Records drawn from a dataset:
* * * * * * * * *

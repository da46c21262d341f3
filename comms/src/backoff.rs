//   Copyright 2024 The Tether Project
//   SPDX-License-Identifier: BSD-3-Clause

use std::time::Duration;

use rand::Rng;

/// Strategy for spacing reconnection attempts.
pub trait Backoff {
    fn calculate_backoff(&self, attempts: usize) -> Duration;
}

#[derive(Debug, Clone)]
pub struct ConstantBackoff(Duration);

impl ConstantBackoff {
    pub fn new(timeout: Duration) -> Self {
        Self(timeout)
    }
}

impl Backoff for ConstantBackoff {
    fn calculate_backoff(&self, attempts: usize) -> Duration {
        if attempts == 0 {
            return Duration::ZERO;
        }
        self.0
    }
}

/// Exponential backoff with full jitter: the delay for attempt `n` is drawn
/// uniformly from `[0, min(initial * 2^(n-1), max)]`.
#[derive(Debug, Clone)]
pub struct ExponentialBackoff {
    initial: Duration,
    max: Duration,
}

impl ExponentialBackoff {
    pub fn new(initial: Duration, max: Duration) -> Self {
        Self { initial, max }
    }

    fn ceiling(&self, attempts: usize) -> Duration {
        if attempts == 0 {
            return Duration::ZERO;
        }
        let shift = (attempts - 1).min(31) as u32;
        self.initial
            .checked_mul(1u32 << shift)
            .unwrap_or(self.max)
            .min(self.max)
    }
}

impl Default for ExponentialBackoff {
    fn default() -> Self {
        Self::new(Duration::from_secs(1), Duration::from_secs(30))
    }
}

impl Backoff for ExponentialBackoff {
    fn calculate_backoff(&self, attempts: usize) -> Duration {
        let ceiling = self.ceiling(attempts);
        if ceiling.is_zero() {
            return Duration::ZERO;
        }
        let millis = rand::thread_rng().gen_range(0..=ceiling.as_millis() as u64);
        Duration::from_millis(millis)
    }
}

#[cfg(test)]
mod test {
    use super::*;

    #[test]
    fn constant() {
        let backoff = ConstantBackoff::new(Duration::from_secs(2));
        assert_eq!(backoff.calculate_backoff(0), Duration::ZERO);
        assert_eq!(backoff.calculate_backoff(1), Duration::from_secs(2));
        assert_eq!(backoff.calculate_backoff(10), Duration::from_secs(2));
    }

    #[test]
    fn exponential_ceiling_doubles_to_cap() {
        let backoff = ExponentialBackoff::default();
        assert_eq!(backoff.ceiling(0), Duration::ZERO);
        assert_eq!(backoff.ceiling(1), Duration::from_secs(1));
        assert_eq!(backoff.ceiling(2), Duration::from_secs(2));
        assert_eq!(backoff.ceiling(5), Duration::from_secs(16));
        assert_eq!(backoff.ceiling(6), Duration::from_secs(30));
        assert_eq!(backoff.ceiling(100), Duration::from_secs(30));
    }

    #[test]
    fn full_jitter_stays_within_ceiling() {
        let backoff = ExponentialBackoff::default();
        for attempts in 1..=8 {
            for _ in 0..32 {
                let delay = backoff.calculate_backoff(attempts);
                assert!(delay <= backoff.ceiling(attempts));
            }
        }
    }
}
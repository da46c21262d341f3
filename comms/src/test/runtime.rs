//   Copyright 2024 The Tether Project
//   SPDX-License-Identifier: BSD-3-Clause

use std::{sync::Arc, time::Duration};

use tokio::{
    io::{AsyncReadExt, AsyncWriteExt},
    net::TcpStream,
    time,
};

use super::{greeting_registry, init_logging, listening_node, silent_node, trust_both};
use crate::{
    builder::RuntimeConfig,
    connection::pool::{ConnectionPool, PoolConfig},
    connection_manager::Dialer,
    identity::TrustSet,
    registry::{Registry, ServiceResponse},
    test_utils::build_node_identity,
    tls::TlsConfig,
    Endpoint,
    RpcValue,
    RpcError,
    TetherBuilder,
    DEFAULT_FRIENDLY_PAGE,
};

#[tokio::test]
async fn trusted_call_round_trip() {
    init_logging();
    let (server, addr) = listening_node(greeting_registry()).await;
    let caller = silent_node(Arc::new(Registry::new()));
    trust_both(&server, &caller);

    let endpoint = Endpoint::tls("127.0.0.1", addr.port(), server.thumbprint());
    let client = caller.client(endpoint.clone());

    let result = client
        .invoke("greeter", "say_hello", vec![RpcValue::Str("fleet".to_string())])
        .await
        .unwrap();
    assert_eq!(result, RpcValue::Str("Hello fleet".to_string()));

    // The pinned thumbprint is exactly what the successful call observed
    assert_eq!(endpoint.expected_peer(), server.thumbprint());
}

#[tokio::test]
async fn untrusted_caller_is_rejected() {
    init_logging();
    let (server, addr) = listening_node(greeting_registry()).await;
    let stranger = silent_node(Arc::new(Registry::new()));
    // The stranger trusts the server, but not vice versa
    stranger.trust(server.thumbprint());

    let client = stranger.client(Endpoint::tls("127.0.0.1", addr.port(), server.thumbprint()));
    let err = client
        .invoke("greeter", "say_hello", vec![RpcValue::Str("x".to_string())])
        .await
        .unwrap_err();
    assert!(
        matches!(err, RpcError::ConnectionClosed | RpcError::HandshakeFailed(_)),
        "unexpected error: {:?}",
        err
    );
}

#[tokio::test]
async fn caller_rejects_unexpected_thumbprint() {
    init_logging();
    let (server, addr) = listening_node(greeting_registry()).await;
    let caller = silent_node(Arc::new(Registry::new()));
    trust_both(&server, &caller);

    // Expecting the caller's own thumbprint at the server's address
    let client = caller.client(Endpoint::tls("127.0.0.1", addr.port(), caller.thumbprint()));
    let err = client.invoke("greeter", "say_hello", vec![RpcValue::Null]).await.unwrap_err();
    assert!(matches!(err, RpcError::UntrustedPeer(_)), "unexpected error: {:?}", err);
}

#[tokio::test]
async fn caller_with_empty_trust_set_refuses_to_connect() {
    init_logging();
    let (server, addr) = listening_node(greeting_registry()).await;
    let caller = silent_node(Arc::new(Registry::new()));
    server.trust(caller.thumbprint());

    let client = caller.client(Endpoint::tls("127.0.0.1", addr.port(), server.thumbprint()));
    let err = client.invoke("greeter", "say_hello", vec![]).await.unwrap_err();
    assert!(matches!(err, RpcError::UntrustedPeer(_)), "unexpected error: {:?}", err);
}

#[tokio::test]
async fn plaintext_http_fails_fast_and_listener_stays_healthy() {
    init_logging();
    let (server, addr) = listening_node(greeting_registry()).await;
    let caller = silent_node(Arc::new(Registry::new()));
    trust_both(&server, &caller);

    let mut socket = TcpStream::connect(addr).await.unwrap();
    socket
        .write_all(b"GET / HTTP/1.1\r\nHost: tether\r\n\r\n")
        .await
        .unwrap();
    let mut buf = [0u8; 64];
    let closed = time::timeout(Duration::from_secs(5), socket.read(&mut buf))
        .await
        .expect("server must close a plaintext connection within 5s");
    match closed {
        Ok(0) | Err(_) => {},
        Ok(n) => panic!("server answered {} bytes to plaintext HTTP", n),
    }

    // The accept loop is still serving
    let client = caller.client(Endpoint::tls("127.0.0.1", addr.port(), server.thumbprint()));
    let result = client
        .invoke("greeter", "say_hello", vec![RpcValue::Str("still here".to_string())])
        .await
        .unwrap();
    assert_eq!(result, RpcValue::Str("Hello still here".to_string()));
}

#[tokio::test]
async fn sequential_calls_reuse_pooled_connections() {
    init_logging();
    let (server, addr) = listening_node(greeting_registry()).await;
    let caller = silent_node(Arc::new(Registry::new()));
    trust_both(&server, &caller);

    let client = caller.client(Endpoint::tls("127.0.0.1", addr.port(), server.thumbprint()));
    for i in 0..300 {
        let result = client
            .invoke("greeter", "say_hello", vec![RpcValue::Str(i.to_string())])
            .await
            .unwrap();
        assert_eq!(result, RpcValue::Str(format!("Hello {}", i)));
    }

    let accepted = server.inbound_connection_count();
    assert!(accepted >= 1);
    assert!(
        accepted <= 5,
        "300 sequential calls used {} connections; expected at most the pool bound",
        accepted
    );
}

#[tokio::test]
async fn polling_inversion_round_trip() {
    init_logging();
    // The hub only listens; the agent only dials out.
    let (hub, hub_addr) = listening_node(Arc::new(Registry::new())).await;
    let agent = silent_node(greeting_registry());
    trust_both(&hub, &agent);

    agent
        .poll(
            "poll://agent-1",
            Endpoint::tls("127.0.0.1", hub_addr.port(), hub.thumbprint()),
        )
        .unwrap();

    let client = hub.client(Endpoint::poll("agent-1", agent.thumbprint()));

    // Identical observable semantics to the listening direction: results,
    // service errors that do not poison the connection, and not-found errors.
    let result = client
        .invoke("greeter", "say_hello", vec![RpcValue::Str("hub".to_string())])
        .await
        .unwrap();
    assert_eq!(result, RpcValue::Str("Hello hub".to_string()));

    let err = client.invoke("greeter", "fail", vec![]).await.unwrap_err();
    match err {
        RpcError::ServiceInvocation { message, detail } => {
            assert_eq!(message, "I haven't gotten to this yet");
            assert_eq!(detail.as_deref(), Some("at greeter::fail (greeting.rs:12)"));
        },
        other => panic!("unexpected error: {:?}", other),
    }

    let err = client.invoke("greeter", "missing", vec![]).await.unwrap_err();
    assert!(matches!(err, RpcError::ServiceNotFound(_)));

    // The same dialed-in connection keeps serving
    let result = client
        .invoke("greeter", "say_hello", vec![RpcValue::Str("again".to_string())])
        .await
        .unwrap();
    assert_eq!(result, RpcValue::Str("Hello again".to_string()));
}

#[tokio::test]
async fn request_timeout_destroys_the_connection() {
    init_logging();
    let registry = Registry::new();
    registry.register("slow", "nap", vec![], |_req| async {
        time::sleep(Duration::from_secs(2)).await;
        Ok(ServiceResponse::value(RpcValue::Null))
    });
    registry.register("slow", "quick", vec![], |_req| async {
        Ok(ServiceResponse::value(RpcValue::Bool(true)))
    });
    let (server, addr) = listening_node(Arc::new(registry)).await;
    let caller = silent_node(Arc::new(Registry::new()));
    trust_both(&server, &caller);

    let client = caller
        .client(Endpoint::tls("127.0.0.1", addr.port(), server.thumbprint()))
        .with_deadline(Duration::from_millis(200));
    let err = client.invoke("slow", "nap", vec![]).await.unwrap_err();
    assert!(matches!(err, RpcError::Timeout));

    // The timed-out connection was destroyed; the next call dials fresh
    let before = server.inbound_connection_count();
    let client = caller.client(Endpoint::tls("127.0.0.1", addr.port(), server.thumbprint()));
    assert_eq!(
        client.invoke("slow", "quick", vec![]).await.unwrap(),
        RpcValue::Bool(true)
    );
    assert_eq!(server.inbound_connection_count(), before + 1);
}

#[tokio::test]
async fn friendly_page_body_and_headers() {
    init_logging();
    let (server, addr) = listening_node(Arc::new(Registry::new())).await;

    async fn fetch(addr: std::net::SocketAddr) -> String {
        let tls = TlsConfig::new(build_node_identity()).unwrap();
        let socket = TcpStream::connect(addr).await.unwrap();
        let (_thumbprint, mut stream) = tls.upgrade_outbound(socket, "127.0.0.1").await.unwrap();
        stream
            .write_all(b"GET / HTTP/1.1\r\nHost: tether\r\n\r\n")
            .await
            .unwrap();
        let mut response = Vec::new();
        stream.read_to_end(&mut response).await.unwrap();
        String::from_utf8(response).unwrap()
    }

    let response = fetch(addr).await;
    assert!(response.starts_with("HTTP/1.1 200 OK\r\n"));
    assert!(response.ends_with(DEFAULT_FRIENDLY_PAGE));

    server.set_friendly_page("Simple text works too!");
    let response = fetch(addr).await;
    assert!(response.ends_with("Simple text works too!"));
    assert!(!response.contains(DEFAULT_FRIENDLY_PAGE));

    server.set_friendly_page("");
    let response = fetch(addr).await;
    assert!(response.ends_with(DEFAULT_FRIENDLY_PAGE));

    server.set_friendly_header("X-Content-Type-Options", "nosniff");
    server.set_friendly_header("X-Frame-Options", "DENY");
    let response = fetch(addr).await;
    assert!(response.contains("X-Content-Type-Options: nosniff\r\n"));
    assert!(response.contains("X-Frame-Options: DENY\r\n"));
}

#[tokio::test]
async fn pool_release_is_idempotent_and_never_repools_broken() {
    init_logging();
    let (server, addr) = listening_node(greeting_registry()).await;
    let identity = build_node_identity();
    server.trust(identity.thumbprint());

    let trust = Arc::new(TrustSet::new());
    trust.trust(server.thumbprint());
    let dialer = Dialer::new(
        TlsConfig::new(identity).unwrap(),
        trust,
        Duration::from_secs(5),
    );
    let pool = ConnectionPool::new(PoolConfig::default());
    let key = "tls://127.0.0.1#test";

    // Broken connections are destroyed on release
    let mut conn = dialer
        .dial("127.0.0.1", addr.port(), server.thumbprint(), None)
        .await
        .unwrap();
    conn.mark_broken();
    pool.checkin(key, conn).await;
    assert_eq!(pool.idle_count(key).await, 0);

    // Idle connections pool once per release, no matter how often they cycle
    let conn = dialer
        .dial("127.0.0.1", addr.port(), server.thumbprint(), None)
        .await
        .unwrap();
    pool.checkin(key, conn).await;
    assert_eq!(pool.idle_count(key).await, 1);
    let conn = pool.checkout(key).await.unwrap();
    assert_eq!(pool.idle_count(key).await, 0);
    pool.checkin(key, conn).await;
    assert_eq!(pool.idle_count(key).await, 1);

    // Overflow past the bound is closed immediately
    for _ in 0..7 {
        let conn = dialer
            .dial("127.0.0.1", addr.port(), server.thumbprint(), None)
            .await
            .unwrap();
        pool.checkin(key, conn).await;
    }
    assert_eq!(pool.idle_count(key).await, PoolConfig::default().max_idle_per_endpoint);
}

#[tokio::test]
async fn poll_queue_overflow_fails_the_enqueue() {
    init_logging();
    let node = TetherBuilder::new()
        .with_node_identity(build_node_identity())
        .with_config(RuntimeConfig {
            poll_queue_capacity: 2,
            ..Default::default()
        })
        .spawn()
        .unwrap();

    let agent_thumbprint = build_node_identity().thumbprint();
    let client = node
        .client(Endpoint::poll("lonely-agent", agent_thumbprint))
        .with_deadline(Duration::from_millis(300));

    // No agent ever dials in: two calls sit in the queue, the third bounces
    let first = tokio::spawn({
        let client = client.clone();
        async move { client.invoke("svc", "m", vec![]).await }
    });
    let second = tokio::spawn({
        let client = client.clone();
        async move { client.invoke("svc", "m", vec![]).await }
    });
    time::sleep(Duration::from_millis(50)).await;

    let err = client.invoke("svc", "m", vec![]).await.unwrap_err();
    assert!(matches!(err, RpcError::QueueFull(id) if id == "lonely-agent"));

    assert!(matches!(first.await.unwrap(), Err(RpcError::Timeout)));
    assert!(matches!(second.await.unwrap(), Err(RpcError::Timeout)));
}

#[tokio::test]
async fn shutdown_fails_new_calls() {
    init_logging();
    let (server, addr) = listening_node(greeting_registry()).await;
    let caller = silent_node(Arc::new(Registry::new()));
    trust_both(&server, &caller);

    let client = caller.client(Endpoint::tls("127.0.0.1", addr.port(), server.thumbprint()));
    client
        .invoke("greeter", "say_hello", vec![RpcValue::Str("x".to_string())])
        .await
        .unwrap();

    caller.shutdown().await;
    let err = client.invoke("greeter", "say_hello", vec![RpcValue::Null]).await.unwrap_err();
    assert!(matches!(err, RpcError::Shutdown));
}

* * * * * * * * *

Please show every line of the entries above that contains the word "true".

* _THE ANSWER_:
        Ok(ServiceResponse::value(RpcValue::Bool(true)))
        RpcValue::Bool(true)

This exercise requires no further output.